** Task directions **
Your answer is every line of the material below in which the string "PartialEq" occurs.

*** Data to use Section Begins ***

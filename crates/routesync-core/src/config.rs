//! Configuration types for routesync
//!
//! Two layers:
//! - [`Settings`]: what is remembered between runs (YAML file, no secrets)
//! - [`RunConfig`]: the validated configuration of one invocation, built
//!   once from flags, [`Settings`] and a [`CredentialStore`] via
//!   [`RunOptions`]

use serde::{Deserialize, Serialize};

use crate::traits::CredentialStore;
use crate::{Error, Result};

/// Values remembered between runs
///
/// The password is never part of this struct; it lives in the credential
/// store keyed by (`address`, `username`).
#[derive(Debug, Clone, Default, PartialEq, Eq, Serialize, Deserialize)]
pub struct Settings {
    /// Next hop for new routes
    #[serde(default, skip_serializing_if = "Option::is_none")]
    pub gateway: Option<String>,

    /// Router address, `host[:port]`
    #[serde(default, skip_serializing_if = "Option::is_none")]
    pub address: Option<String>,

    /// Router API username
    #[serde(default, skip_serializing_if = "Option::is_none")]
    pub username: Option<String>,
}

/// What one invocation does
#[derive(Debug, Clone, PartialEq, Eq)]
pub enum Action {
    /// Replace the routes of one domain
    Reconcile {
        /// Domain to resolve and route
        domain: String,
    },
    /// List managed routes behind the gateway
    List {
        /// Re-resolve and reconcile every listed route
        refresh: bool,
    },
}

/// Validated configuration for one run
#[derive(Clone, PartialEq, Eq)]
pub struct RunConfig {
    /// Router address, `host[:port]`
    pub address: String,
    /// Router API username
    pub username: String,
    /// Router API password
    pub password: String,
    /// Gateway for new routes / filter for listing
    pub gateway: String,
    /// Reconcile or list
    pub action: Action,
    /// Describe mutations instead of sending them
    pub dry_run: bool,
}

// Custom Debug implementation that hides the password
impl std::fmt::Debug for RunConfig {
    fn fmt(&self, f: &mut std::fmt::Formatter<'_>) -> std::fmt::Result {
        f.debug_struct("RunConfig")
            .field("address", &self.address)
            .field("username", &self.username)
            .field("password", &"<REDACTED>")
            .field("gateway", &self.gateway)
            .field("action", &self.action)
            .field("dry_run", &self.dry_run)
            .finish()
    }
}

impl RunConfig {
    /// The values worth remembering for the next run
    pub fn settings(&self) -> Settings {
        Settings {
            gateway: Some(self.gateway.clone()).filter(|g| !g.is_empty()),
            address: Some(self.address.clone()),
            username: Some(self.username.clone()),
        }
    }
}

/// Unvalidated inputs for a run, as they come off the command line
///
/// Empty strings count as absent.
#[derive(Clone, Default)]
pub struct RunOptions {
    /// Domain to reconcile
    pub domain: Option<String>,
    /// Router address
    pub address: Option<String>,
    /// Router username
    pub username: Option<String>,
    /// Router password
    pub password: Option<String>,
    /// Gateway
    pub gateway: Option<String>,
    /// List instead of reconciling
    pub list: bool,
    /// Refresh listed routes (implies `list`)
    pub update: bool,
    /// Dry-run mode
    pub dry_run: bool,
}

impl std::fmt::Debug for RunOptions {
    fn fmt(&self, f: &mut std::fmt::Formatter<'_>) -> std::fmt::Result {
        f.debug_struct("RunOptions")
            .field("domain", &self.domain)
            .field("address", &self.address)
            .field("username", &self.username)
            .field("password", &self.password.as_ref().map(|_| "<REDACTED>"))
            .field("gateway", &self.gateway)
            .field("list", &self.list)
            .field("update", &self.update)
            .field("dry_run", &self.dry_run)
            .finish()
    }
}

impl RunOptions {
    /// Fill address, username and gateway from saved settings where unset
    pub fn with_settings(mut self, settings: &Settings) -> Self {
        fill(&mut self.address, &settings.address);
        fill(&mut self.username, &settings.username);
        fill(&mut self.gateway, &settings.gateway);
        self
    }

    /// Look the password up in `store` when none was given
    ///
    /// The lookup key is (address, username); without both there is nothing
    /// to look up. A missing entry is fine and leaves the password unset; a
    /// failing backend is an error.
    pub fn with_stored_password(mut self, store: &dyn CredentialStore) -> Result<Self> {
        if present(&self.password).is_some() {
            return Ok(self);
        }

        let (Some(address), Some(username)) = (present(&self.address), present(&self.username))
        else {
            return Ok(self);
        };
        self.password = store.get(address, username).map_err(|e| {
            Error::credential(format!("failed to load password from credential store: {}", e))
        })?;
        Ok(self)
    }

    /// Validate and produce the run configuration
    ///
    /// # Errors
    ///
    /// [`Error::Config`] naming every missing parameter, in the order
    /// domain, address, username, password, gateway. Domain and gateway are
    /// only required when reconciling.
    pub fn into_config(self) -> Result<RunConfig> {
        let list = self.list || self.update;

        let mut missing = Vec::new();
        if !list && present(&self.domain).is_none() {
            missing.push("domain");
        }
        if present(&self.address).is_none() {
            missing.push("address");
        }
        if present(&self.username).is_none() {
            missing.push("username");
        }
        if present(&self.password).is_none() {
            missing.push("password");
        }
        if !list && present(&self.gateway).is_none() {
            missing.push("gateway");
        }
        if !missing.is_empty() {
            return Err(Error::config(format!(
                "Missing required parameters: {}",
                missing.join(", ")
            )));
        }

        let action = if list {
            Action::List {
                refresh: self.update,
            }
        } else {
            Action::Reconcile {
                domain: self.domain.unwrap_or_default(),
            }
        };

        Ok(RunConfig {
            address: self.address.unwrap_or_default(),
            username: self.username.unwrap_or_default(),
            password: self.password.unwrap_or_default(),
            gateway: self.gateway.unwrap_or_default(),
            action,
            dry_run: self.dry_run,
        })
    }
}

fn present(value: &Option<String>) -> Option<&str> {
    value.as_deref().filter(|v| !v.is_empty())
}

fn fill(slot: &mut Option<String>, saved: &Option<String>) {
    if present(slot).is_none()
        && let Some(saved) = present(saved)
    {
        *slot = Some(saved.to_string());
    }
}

*** Data to use Section Ends ***
*** Data to use Section Begins ***

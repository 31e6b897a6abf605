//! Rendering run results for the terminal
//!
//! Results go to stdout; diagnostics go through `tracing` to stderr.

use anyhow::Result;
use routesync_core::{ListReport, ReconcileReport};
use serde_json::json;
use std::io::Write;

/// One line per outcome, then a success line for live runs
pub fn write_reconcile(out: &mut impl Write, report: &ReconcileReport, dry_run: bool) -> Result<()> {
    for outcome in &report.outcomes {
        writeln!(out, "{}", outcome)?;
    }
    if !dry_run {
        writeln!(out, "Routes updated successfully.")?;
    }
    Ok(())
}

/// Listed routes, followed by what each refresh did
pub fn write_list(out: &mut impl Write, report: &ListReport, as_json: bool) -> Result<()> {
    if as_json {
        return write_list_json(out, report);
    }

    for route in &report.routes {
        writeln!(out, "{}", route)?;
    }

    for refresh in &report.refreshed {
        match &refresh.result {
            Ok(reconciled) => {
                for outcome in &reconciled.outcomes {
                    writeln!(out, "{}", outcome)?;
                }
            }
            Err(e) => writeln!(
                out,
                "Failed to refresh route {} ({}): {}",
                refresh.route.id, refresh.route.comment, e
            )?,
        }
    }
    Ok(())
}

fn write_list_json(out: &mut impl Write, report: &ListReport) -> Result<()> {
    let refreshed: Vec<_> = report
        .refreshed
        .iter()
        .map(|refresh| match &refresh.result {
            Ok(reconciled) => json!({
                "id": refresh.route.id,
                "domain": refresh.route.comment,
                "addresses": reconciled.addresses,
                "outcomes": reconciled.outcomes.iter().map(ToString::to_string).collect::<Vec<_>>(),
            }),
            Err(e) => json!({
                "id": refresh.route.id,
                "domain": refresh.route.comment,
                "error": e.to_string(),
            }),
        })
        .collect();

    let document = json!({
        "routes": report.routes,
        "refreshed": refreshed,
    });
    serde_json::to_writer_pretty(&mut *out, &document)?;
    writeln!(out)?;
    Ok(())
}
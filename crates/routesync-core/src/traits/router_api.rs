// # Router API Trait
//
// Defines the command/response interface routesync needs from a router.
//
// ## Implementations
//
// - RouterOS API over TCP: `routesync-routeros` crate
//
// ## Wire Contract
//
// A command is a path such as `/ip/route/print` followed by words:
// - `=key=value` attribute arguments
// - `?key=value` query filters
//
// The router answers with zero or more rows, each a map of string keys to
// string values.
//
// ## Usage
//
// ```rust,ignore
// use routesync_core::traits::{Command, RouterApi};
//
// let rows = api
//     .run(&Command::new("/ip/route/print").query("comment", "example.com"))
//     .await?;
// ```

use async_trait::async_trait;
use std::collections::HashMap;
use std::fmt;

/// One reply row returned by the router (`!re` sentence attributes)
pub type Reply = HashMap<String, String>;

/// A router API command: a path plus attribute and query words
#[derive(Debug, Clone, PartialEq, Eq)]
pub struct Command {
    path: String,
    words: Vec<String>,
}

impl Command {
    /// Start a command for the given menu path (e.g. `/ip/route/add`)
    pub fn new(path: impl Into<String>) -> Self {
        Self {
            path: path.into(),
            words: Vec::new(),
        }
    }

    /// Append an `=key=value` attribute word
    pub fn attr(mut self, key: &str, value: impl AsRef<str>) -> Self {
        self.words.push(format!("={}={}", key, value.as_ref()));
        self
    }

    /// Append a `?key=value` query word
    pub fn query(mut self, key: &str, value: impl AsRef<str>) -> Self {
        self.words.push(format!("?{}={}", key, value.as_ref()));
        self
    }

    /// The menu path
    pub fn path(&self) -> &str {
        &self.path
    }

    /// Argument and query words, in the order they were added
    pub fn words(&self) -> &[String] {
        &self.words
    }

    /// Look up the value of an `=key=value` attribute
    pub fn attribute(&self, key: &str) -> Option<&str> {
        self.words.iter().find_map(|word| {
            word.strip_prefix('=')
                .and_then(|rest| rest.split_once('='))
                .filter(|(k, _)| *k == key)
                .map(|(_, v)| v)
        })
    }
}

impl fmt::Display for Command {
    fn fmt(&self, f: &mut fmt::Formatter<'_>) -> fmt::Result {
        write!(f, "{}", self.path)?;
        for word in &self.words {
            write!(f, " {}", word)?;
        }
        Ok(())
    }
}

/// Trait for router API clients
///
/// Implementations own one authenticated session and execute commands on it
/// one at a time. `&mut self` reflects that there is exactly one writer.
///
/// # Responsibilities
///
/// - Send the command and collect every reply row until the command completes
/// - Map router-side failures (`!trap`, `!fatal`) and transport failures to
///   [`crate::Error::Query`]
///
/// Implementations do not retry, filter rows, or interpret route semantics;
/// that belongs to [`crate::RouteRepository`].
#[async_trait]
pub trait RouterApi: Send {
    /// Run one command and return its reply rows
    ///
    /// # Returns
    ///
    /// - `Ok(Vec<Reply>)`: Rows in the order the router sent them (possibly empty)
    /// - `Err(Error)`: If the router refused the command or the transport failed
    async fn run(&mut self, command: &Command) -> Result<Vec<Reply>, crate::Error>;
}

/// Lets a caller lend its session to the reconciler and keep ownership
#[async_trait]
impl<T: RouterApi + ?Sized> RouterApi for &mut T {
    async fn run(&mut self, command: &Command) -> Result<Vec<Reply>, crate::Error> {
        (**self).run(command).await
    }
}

*** Data to use Section Ends ***
*** Data to use Section Begins ***

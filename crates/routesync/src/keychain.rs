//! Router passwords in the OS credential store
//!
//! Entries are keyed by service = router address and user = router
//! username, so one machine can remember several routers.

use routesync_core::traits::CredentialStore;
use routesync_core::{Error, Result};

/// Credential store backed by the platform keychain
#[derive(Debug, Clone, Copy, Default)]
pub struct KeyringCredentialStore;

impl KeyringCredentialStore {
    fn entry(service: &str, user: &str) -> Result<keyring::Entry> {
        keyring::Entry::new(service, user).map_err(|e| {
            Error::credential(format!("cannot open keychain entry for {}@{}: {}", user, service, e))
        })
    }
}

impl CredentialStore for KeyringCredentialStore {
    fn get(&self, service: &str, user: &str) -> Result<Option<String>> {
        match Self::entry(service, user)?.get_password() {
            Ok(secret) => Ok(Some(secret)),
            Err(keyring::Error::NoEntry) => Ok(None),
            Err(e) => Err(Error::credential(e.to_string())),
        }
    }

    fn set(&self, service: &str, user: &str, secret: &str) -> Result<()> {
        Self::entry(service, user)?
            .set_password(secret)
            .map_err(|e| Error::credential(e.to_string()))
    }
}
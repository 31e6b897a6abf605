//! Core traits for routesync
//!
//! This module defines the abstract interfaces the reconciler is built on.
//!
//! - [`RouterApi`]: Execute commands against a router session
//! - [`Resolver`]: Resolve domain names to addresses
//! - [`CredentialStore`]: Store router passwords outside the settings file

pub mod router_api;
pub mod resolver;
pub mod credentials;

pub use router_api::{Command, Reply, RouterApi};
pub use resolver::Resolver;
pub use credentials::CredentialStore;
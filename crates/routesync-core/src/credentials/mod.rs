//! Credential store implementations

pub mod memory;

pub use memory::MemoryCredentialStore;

*** Data to use Section Ends ***

** Response for this exercise **
#[derive(Debug, Clone, Default, PartialEq, Eq, Serialize, Deserialize)]
#[derive(Debug, Clone, PartialEq, Eq)]
#[derive(Clone, PartialEq, Eq)]
#[derive(Debug, Clone, PartialEq, Eq)]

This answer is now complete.